Prototype - THE DESIGN AND IMPLEMENTATION OF HARDWARE SYSTEMS FOR INFORMATION FLOW TRACKING

To evaluate the coprocessor-based approach for DIFT, we developed a full-system FPGA prototype based on the SPARC architecture and the Linux operating system. Our prototype is based on the framework provided by the Raksha integrated DIFT architecture [24]. This allows us to make direct performance and complexity comparisons between the integrated and coprocessor-based approaches for DIFT hardware.

5.3.1 System architecture

The main core in our prototype is the Leon SPARC V8 processor, a 32-bit synthesizable core [49]. Leon uses a single-issue, in-order, 7-stage pipeline that does not perform speculative execution. Leon supports SPARC coprocessor instructions, which we use to configure the DIFT coprocessor and provide security exception information. We introduced a decoupling queue that buffers information passed from the main core to the DIFT coprocessor. If the queue fills up, the main core is stalled until the coprocessor makes forward progress. Since the main core commits instructions before the DIFT coprocessor, security exceptions are imprecise.

The DIFT coprocessor follows the description in Section 5.2. It uses a single-issue, 4- stage pipeline for tag propagation and checks. Similar to Raksha, we support four security policies, each controlling one of the four tag bits. The tag cache is a 512-byte, 2-way set- associative cache with 32-byte cache lines. Since we use 4-bit tags per word, the cache can effectively store the tags for 4 Kbytes of data.

Our prototype provides a full-fledged Linux workstation environment. We use Gentoo Linux 2.6.20 as our kernel and run unmodified SPARC binaries for enterprise applications such as Apache, PostgreSQL, and OpenSSH. We have modified a small portion of the Linux kernel to provide support for our DIFT hardware [24, 25]. The security monitor is implemented as a shared library preloaded by the dynamic linker with each application.

5.3.2 Design statistics

We synthesized our hardware (main core, DIFT coprocessor, and memory system) onto a Xilinx XUP board with an XC2VP30 FPGA. Table 5.1 presents the default parameters for the prototype. Table 5.2 provides the basic design statistics for our coprocessor-based design. We quantify the additional resources necessary in terms of 4-input LUTs (lookup tables for logic) and block RAMs, for the changes to the core for the coprocessor interface, DIFT coprocessor (including the tag cache), and the decoupling queue. For comparison

Component BRAMs 4-input LUTs

Base Leon core (integer) 46 13,858

FPU control & datapath Leon 4 14,000

Core changes for Raksha 4 1,352

% Raksha increase over Leon 8% 4.85%

Core changes for coprocessor IF 0 22

Decoupling queue 3 26

DIFT coprocessor 5 2,105

Total DIFT coprocessor 8 2,131

% coprocessor increase over Leon 16% 7.64%

Table 5.2: Complexity of the prototype FPGA implementation of the DIFT coprocessor in terms of FPGA block RAMs and 4-input LUTs.

purposes, we also provide the additional hardware resources necessary for the Raksha integrated DIFT architecture. Note that the same coprocessor can be used with a range of other main processors: processors with larger caches, speculative execution, etc. In these cases, the overhead of the coprocessor as a percentage of the main processor would be even lower in terms of both logic and memory resources.

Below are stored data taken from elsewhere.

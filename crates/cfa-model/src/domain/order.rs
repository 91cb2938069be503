use serde::{Deserialize, Serialize};
use time::UtcOffset;

use crate::{GuestAddress, OrderId, date, labels, pay};

/// Read-only projection of a service order as returned by the backend.
///
/// Every field is optional on the wire. Keys are snake_case, with camelCase
/// accepted for the billing and timing fields. Equality is by `id`.
#[derive(Debug, Clone, Default, Serialize, Deserialize)]
pub struct Order {
    #[serde(rename = "_id", default, skip_serializing_if = "Option::is_none")]
    pub id: Option<OrderId>,
    #[serde(default, alias = "guestEmail", skip_serializing_if = "Option::is_none")]
    pub guest_email: Option<String>,
    #[serde(default, alias = "guestName", skip_serializing_if = "Option::is_none")]
    pub guest_name: Option<String>,
    #[serde(default, alias = "guestPhoneNumber", skip_serializing_if = "Option::is_none")]
    pub guest_phone_number: Option<String>,
    #[serde(default, alias = "paymentStatus", skip_serializing_if = "Option::is_none")]
    pub payment_status: Option<String>,
    #[serde(default, skip_serializing_if = "Option::is_none")]
    pub technician: Option<String>,
    #[serde(default, alias = "selectedServices", skip_serializing_if = "Option::is_none")]
    pub selected_services: Option<Vec<String>>,
    #[serde(default, alias = "seniorRvDiscount", skip_serializing_if = "Option::is_none")]
    pub senior_rv_discount: Option<bool>,
    /// ISO 8601 timestamp of the scheduled service.
    #[serde(default, alias = "serviceDate", skip_serializing_if = "Option::is_none")]
    pub service_date: Option<String>,
    #[serde(default, alias = "servicePackage", skip_serializing_if = "Option::is_none")]
    pub service_package: Option<String>,
    #[serde(default, skip_serializing_if = "Option::is_none")]
    pub status: Option<String>,
    /// Gross amount billed for services.
    #[serde(default, alias = "servicesTotal", skip_serializing_if = "Option::is_none")]
    pub services_total: Option<f64>,
    #[serde(default, alias = "techCompensationStatus", skip_serializing_if = "Option::is_none")]
    pub tech_compensation_status: Option<String>,
    #[serde(default, alias = "finalPrice", skip_serializing_if = "Option::is_none")]
    pub final_price: Option<f64>,
    #[serde(default, alias = "vehicleSize", skip_serializing_if = "Option::is_none")]
    pub vehicle_size: Option<String>,
    #[serde(default, alias = "clientSecret", skip_serializing_if = "Option::is_none")]
    pub client_secret: Option<String>,
    #[serde(default, alias = "guestAddress", skip_serializing_if = "Option::is_none")]
    pub guest_address: Option<GuestAddress>,
    /// Travel surcharge; the technician receives half of it.
    #[serde(default, alias = "travelFee", skip_serializing_if = "Option::is_none")]
    pub travel_fee: Option<f64>,
    /// Predicted job duration in minutes.
    #[serde(default, alias = "estimatedMinutes", skip_serializing_if = "Option::is_none")]
    pub estimated_minutes: Option<f64>,
}

impl Order {
    /// Order with only an id set; mostly useful for building fixtures.
    pub fn with_id(id: impl Into<OrderId>) -> Self {
        Self {
            id: Some(id.into()),
            ..Default::default()
        }
    }

    pub fn tech_pay(&self) -> f64 {
        pay::tech_pay(self)
    }

    pub fn hourly_rate(&self) -> Option<f64> {
        pay::hourly_rate(self)
    }

    /// `"$X.XX/hr"` or `"N/A"`.
    pub fn formatted_hourly_rate(&self) -> String {
        pay::format_hourly_rate(self)
    }

    pub fn estimated_duration(&self) -> String {
        pay::format_estimated_duration(self.estimated_minutes)
    }

    /// Pay headline shown on an available order: `"$130.00 - Estimated $86.67/hr"`.
    pub fn pay_line(&self) -> String {
        format!(
            "{} - Estimated {}",
            pay::format_currency(self.tech_pay()),
            self.formatted_hourly_rate()
        )
    }

    pub fn displayed_selected_services(&self) -> String {
        match self.selected_services.as_deref() {
            Some(codes) if !codes.is_empty() => codes
                .iter()
                .map(|code| labels::service_label(code))
                .collect::<Vec<_>>()
                .join(", "),
            _ => pay::NOT_AVAILABLE.to_string(),
        }
    }

    pub fn displayed_vehicle_size(&self) -> String {
        self.vehicle_size
            .as_deref()
            .map(labels::vehicle_size_label)
            .unwrap_or_else(|| pay::NOT_AVAILABLE.to_string())
    }

    /// Current backend status in human form, e.g. `on_the_way` -> `On The Way`.
    pub fn displayed_status(&self) -> String {
        self.status
            .as_deref()
            .map(labels::humanize)
            .unwrap_or_else(|| pay::NOT_AVAILABLE.to_string())
    }

    /// Compensation status, `"Pending"` until the backend reports otherwise.
    pub fn displayed_compensation_status(&self) -> &str {
        self.tech_compensation_status.as_deref().unwrap_or("Pending")
    }

    /// Service date rendered as `"Feb 10, 2025 at 3:00 PM"` in `offset`.
    pub fn formatted_service_date(&self, offset: UtcOffset) -> Option<String> {
        self.service_date
            .as_deref()
            .map(|raw| date::format_service_datetime(raw, offset))
    }

    /// Service day rendered as `"February 10th, 2025"` in `offset`.
    pub fn formatted_service_day(&self, offset: UtcOffset) -> Option<String> {
        self.service_date
            .as_deref()
            .map(|raw| date::format_long_date(raw, offset))
    }
}

impl PartialEq for Order {
    fn eq(&self, other: &Self) -> bool {
        self.id == other.id
    }
}
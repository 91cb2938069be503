use thiserror::Error;

#[derive(Debug, Error)]
pub enum LoggerError {
    #[error("invalid log format: {0} (expected: text|json|journald)")]
    InvalidFormat(String),
    #[error("journald is not supported on this platform or the feature is disabled")]
    JournaldNotSupported,
    #[error("logger has already been initialized")]
    AlreadyInitialized,
    #[error("failed to initialize logger: {0}")]
    InitializationFailed(String),
    #[error("invalid log filter: {0}")]
    InvalidLogLevel(String),
}
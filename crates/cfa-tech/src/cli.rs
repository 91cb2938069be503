//! Command-line arguments for cfa-tech.

use std::path::PathBuf;

use cfa_model::{OrderId, StatusChange};
use cfa_observe::LoggerFormat;
use clap::{Args, Parser, Subcommand};

#[derive(Parser, Debug)]
#[command(name = "cfa-tech", version, about = "Field technician client for the order backend")]
pub struct Cli {
    /// API root the endpoint paths are appended to.
    #[arg(long, env = "CFA_API_URL", global = true)]
    pub api_url: Option<String>,

    /// Credential file holding the session token and technician id.
    /// Defaults to $HOME/.cfa-tech/credentials.json.
    #[arg(long, env = "CFA_STORE", global = true)]
    pub store: Option<PathBuf>,

    /// Print results as JSON.
    #[arg(long, global = true)]
    pub json: bool,

    /// More log output; repeat for trace.
    #[arg(short, long, action = clap::ArgAction::Count, global = true)]
    pub verbose: u8,

    /// Log output format: text, json or journald.
    #[arg(long, global = true)]
    pub log_format: Option<LoggerFormat>,

    #[command(subcommand)]
    pub command: Command,
}

#[derive(Subcommand, Debug)]
pub enum Command {
    /// Log in and store the session token.
    Login(LoginArgs),

    /// Forget the stored session.
    Logout,

    /// List orders open for claiming.
    Orders,

    /// Put an order on your schedule.
    Claim {
        order_id: OrderId,
    },

    /// Scheduled orders with time remaining until each appointment.
    Schedule {
        /// Keep refreshing every SECS seconds until interrupted.
        #[arg(long, value_name = "SECS")]
        watch: Option<u64>,
    },

    /// Report progress on a scheduled order.
    Status {
        order_id: OrderId,

        /// on-the-way, reschedule or completed.
        status: StatusChange,
    },

    /// Pay owed for scheduled orders.
    Compensation,
}

#[derive(Args, Debug)]
pub struct LoginArgs {
    #[arg(long)]
    pub username: String,

    #[arg(long, env = "CFA_PASSWORD", hide_env_values = true)]
    pub password: String,
}

#[cfg(test)]
mod tests {
    use super::*;
    use clap::CommandFactory;

    #[test]
    fn definition_is_consistent() {
        Cli::command().debug_assert();
    }

    #[test]
    fn parses_status_aliases() {
        let cli = Cli::try_parse_from(["cfa-tech", "status", "o-1", "en-route", "--json"]).unwrap();
        assert!(cli.json);
        match cli.command {
            Command::Status { order_id, status } => {
                assert_eq!(order_id.as_str(), "o-1");
                assert_eq!(status, StatusChange::OnTheWay);
            }
            other => panic!("unexpected command: {other:?}"),
        }
    }

    #[test]
    fn rejects_unknown_status() {
        assert!(Cli::try_parse_from(["cfa-tech", "status", "o-1", "lunch"]).is_err());
    }

    #[test]
    fn schedule_watch_and_verbosity() {
        let cli = Cli::try_parse_from(["cfa-tech", "-vv", "schedule", "--watch", "30"]).unwrap();
        assert_eq!(cli.verbose, 2);
        assert!(matches!(cli.command, Command::Schedule { watch: Some(30) }));
    }
}
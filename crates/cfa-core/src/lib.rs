pub mod error;
pub use error::{ApiError, CoreError};

mod api;
pub use api::TechApi;

pub mod secret;
pub use secret::{FileStore, MemoryStore, SecretStore, StoreError};

mod session;
pub use session::{Session, TOKEN_KEY, USER_ID_KEY, jwt_subject};

pub mod board;
pub use board::{RemainingState, RemainingUpdate, ScheduleBoard, ScheduledEntry};

pub mod refresh;
pub use refresh::spawn_refresher;

mod compensation;
pub use compensation::{CompensationRow, CompensationSummary};

mod technician;
pub use technician::Technician;

#[cfg(test)]
pub(crate) mod testing;
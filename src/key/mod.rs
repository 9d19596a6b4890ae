//! Watch keys and the resource kinds they resolve to.
//!
//! A watch key has the shape `<scheme>/<datacenter>/<model>/<selector>` with an
//! optional `?filter=<expr>` suffix. The raw string, filter included, identifies
//! the watch for deduplication and caching.


use std::fmt;
use std::str::FromStr;

use crate::Error;
use crate::Result;

const FILTER_MARKER: &str = "?filter=";
const COLLECTION_SELECTOR: &str = "*";

/// Parsed watch key
#[derive(Debug, Clone, PartialEq, Eq, Hash)]
pub struct WatchKey {
    raw: String,
    scheme: String,
    dc: String,
    model: String,
    selector: String,
    filter: Option<String>,
}

/// What a watch key asks the backend for
#[derive(Debug, Clone, PartialEq, Eq)]
pub enum ResourceKind {
    /// Every `model` in the datacenter, optionally filtered
    Collection { filter: Option<String> },
    /// Sessions owned by a node
    Session { node: String },
    /// One instance of a service on a node
    ServiceInstance {
        id: String,
        node: String,
        service: String,
    },
    /// The sidecar proxy of a service instance
    Proxy {
        id: String,
        node: String,
        service: String,
    },
    /// A single item looked up by slug
    Item { slug: String },
}

impl WatchKey {
    pub fn parse(raw: &str) -> Result<Self> {
        let (path, filter) = match raw.split_once(FILTER_MARKER) {
            Some((path, filter)) => (path, Some(filter.to_string())),
            None => (raw, None),
        };

        let mut segments = path.splitn(4, '/');
        let scheme = segments.next().unwrap_or_default();
        let (Some(dc), Some(model), Some(selector)) =
            (segments.next(), segments.next(), segments.next())
        else {
            return Err(invalid(raw, "expected <scheme>/<dc>/<model>/<selector>"));
        };

        if dc.is_empty() || model.is_empty() || selector.is_empty() {
            return Err(invalid(raw, "datacenter, model and selector must not be empty"));
        }

        Ok(Self {
            raw: raw.to_string(),
            scheme: scheme.to_string(),
            dc: dc.to_string(),
            model: model.to_string(),
            selector: selector.to_string(),
            filter,
        })
    }

    pub fn as_str(&self) -> &str {
        &self.raw
    }

    pub fn scheme(&self) -> &str {
        &self.scheme
    }

    pub fn dc(&self) -> &str {
        &self.dc
    }

    pub fn model(&self) -> &str {
        &self.model
    }

    pub fn selector(&self) -> &str {
        &self.selector
    }

    pub fn filter(&self) -> Option<&str> {
        self.filter.as_deref()
    }

    /// Name of the repository serving this key.
    ///
    /// Service instances are served by the `service` repository.
    pub fn repository(&self) -> &str {
        match self.model.as_str() {
            "service-instance" => "service",
            model => model,
        }
    }

    /// Resolves the selector into a resource kind
    pub fn kind(&self) -> Result<ResourceKind> {
        if self.selector == COLLECTION_SELECTOR {
            return Ok(ResourceKind::Collection {
                filter: self.filter.clone(),
            });
        }

        let kind = match self.model.as_str() {
            "session" => ResourceKind::Session {
                node: self.selector.clone(),
            },
            "service-instance" => {
                let (id, node, service) = self.instance_parts()?;
                ResourceKind::ServiceInstance { id, node, service }
            }
            "proxy" => {
                let (id, node, service) = self.instance_parts()?;
                ResourceKind::Proxy { id, node, service }
            }
            _ => ResourceKind::Item {
                slug: self.selector.clone(),
            },
        };
        Ok(kind)
    }

    fn instance_parts(&self) -> Result<(String, String, String)> {
        let mut parts = self.selector.splitn(3, '/');
        match (parts.next(), parts.next(), parts.next()) {
            (Some(id), Some(node), Some(service))
                if !id.is_empty() && !node.is_empty() && !service.is_empty() =>
            {
                Ok((id.to_string(), node.to_string(), service.to_string()))
            }
            _ => Err(invalid(&self.raw, "instance selector must be <id>/<node>/<service>")),
        }
    }
}

fn invalid(
    raw: &str,
    reason: &str,
) -> Error {
    Error::InvalidWatchKey {
        key: raw.to_string(),
        reason: reason.to_string(),
    }
}

impl FromStr for WatchKey {
    type Err = Error;

    fn from_str(s: &str) -> Result<Self> {
        Self::parse(s)
    }
}

impl fmt::Display for WatchKey {
    fn fmt(
        &self,
        f: &mut fmt::Formatter<'_>,
    ) -> fmt::Result {
        f.write_str(&self.raw)
    }
}
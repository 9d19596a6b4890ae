//! Transport availability used to recover from aborted requests.

use async_trait::async_trait;
#[cfg(test)]
use mockall::automock;
use tokio::sync::watch;
use tracing::debug;

use crate::Error;
use crate::FetchError;
use crate::Result;

#[cfg_attr(test, automock)]
#[async_trait]
pub trait Transport: Send + Sync + 'static {
    /// Resolves once the backend is believed reachable again after `error`
    async fn when_available(
        &self,
        error: &FetchError,
    ) -> Result<()>;
}

/// Availability flag shared between the transport owner and waiting sources
///
/// Typically flipped to unavailable when the connection is torn down on purpose
/// (page hidden, network offline) and back when it may be used again.
#[derive(Debug)]
pub struct AvailabilityGate {
    tx: watch::Sender<bool>,
}

impl AvailabilityGate {
    pub fn new(available: bool) -> Self {
        let (tx, _rx) = watch::channel(available);
        Self { tx }
    }

    pub fn set_available(
        &self,
        available: bool,
    ) {
        self.tx.send_replace(available);
    }

    pub fn is_available(&self) -> bool {
        *self.tx.borrow()
    }
}

impl Default for AvailabilityGate {
    fn default() -> Self {
        Self::new(true)
    }
}

#[async_trait]
impl Transport for AvailabilityGate {
    async fn when_available(
        &self,
        error: &FetchError,
    ) -> Result<()> {
        let mut rx = self.tx.subscribe();
        if !*rx.borrow() {
            debug!(status = %error.status, "waiting for transport to become available");
        }
        rx.wait_for(|available| *available)
            .await
            .map(|_| ())
            .map_err(|e| Error::Unavailable(e.to_string()))
    }
}
#![allow(dead_code)]

use std::sync::atomic::AtomicBool;
use std::sync::atomic::Ordering;
use std::sync::Arc;
use std::time::Duration;

use async_trait::async_trait;
use blocking_query::AvailabilityGate;
use blocking_query::BlockingClient;
use blocking_query::Cursor;
use blocking_query::FetchError;
use blocking_query::FetchOptions;
use blocking_query::FetchResponse;
use blocking_query::FetchResult;
use blocking_query::Repository;
use blocking_query::SourceEvent;
use blocking_query::StaticSettings;
use parking_lot::Mutex;
use serde_json::Value;
use tokio::sync::broadcast;
use tokio::sync::watch;
use tokio::time::timeout;

/// In-memory catalog answering like a blocking query endpoint:
/// a request carrying the current index parks until the catalog changes.
pub struct FakeCatalog {
    state: watch::Sender<(u64, Value)>,
    seen: Mutex<Vec<Option<Cursor>>>,
    abort_next: AtomicBool,
}

impl FakeCatalog {
    pub fn new(body: Value) -> Arc<Self> {
        let (state, _) = watch::channel((1, body));
        Arc::new(Self {
            state,
            seen: Mutex::new(Vec::new()),
            abort_next: AtomicBool::new(false),
        })
    }

    /// Replaces the catalog body and bumps the index
    pub fn update(
        &self,
        body: Value,
    ) {
        self.state.send_modify(|(index, current)| {
            *index += 1;
            *current = body;
        });
    }

    /// The next request fails like a connection torn down by the client
    pub fn abort_next(&self) {
        self.abort_next.store(true, Ordering::SeqCst);
    }

    pub fn seen_cursors(&self) -> Vec<Option<Cursor>> {
        self.seen.lock().clone()
    }

    pub fn call_count(&self) -> usize {
        self.seen.lock().len()
    }

    async fn serve(
        &self,
        options: FetchOptions,
    ) -> FetchResult {
        self.seen.lock().push(options.cursor.clone());
        if self.abort_next.swap(false, Ordering::SeqCst) {
            return Err(FetchError::aborted());
        }

        let mut rx = self.state.subscribe();
        let cursor = options.cursor;
        let (index, body) = rx
            .wait_for(move |(index, _)| cursor.as_ref() != Some(&Cursor::from(*index)))
            .await
            .map(|state| state.clone())
            .map_err(|e| FetchError::new("500", e.to_string()))?;
        Ok(FetchResponse::new(Some(Cursor::from(index)), body))
    }
}

#[async_trait]
impl Repository for FakeCatalog {
    async fn find_all_by_datacenter(
        &self,
        _dc: &str,
        options: FetchOptions,
    ) -> FetchResult {
        self.serve(options).await
    }

    async fn find_by_slug(
        &self,
        _slug: &str,
        _dc: &str,
        options: FetchOptions,
    ) -> FetchResult {
        self.serve(options).await
    }
}

pub struct TestClient {
    pub client: BlockingClient,
    pub catalog: Arc<FakeCatalog>,
    pub settings: Arc<StaticSettings>,
    pub gate: Arc<AvailabilityGate>,
}

pub fn test_client(catalog: Arc<FakeCatalog>) -> TestClient {
    let settings = Arc::new(StaticSettings::default());
    let gate = Arc::new(AvailabilityGate::default());
    let client = BlockingClient::builder(settings.clone(), gate.clone())
        .repository("service", catalog.clone())
        .build()
        .expect("client should build with default config");
    TestClient {
        client,
        catalog,
        settings,
        gate,
    }
}

pub async fn next_event(rx: &mut broadcast::Receiver<SourceEvent>) -> SourceEvent {
    timeout(Duration::from_secs(1), rx.recv())
        .await
        .expect("timed out waiting for source event")
        .expect("source event channel closed")
}

pub async fn next_body(rx: &mut broadcast::Receiver<SourceEvent>) -> Value {
    match next_event(rx).await {
        SourceEvent::Message(response) => response.body.clone(),
        other => panic!("expected message, got {:?}", other),
    }
}

pub async fn assert_quiet(rx: &mut broadcast::Receiver<SourceEvent>) {
    let result = timeout(Duration::from_millis(50), rx.recv()).await;
    assert!(result.is_err(), "unexpected event: {:?}", result);
}

pub async fn wait_until(mut condition: impl FnMut() -> bool) {
    timeout(Duration::from_secs(1), async {
        while !condition() {
            tokio::time::sleep(Duration::from_millis(5)).await;
        }
    })
    .await
    .expect("condition not met in time");
}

The coprocessor design represents a 7% increase in LUTs and a 16% increase in BRAMs over the base Leon design. Most of the complexity is isolated in the coprocessor. The increase in the logic of the main core for the core-coprocessor interface is less than 0.1%. A significant portion of the coprocessor overhead is due to the decoupling queue. Note that the same coprocessor can be used with a range of other main processors with sustained IPC of 1: a processor with larger caches, speculative and out of order execution, SIMD extensions, etc. In these cases, the overhead of the coprocessor as a percentage of the main processor would be even lower in terms of both logic and memory resources.

For example, we can consider the synthesizable Intel Pentium design presented by Lu et al [53]. This is a 32-bit, in-order, dual-issue, 5-stage pipeline for the x86 ISA that includes floating-point hardware [69]. It uses 8-KByte, 2-way set-associative first-level caches for data and instructions. Since the IPC of the dual-issue Pentium is typically below 1, the single-issue DIFT coprocessor would be sufficient for servicing this main core as well.

On a Xilinx Virtex-4 LX200 FPGA, the design uses 65,615 4-input LUTs and 118 block RAMs, roughly 2.3 times the size of Leon. Hence, the area overhead of adding the DIFT coprocessor to the Pentium would be roughly 3% (first-order approximation). Modern superscalar designs are significantly more complicated than the Leon and Pentium. They include far deeper pipelines, more physical registers, and more functional units (integer, FPUs, SIMD, etc.). Even if the coprocessor pipeline is upgraded to be dual or quad issue, the area overhead of the coprocessor is likely to be below 1%. This is primarily because the coprocessor processes only non-speculative instructions and performs simple 4-bit logical operations. We evaluate the issue of performance (mis)match between the main core and the coprocessor in Section 5.4.2.

We can also compare the cost of the coprocessor to that of alternative approaches for DIFT hardware. The overhead of the Raksha integrated DIFT system over the base Leon design is 8% in terms of BRAMs and 4% in terms of logic. This is roughly half the overhead of the coprocessor. Raksha benefits from sharing logic and buffering resources between the data and DIFT functionalities within the core. For the specific FPGA mapping, it also benefits from the fact that Xilinx BRAMs provide 36-bit words; hence extending registers and cache lines by 4 bits per word in Raksha is essentially free. Nevertheless, there are two important issues to note. First, the overhead of the integrated approach is proportional to the complexity of the core. Since all registers (physical and architectural) and all pipeline buffers must be extended, the absolute cost of the integrated approach would be higher for a more complicated processor with a deeper pipeline or a bigger data cache. In contrast, the complexity of the DIFT coprocessor is only proportional to the sustained IPC of the main core. Second, modifications required by an integrated DIFT approach such as Raksha must be in-lined with the processor logic. In contrast, the coprocessor approach separates all functionality for DIFT, and thus its complexity does not affect the processor design or verification time.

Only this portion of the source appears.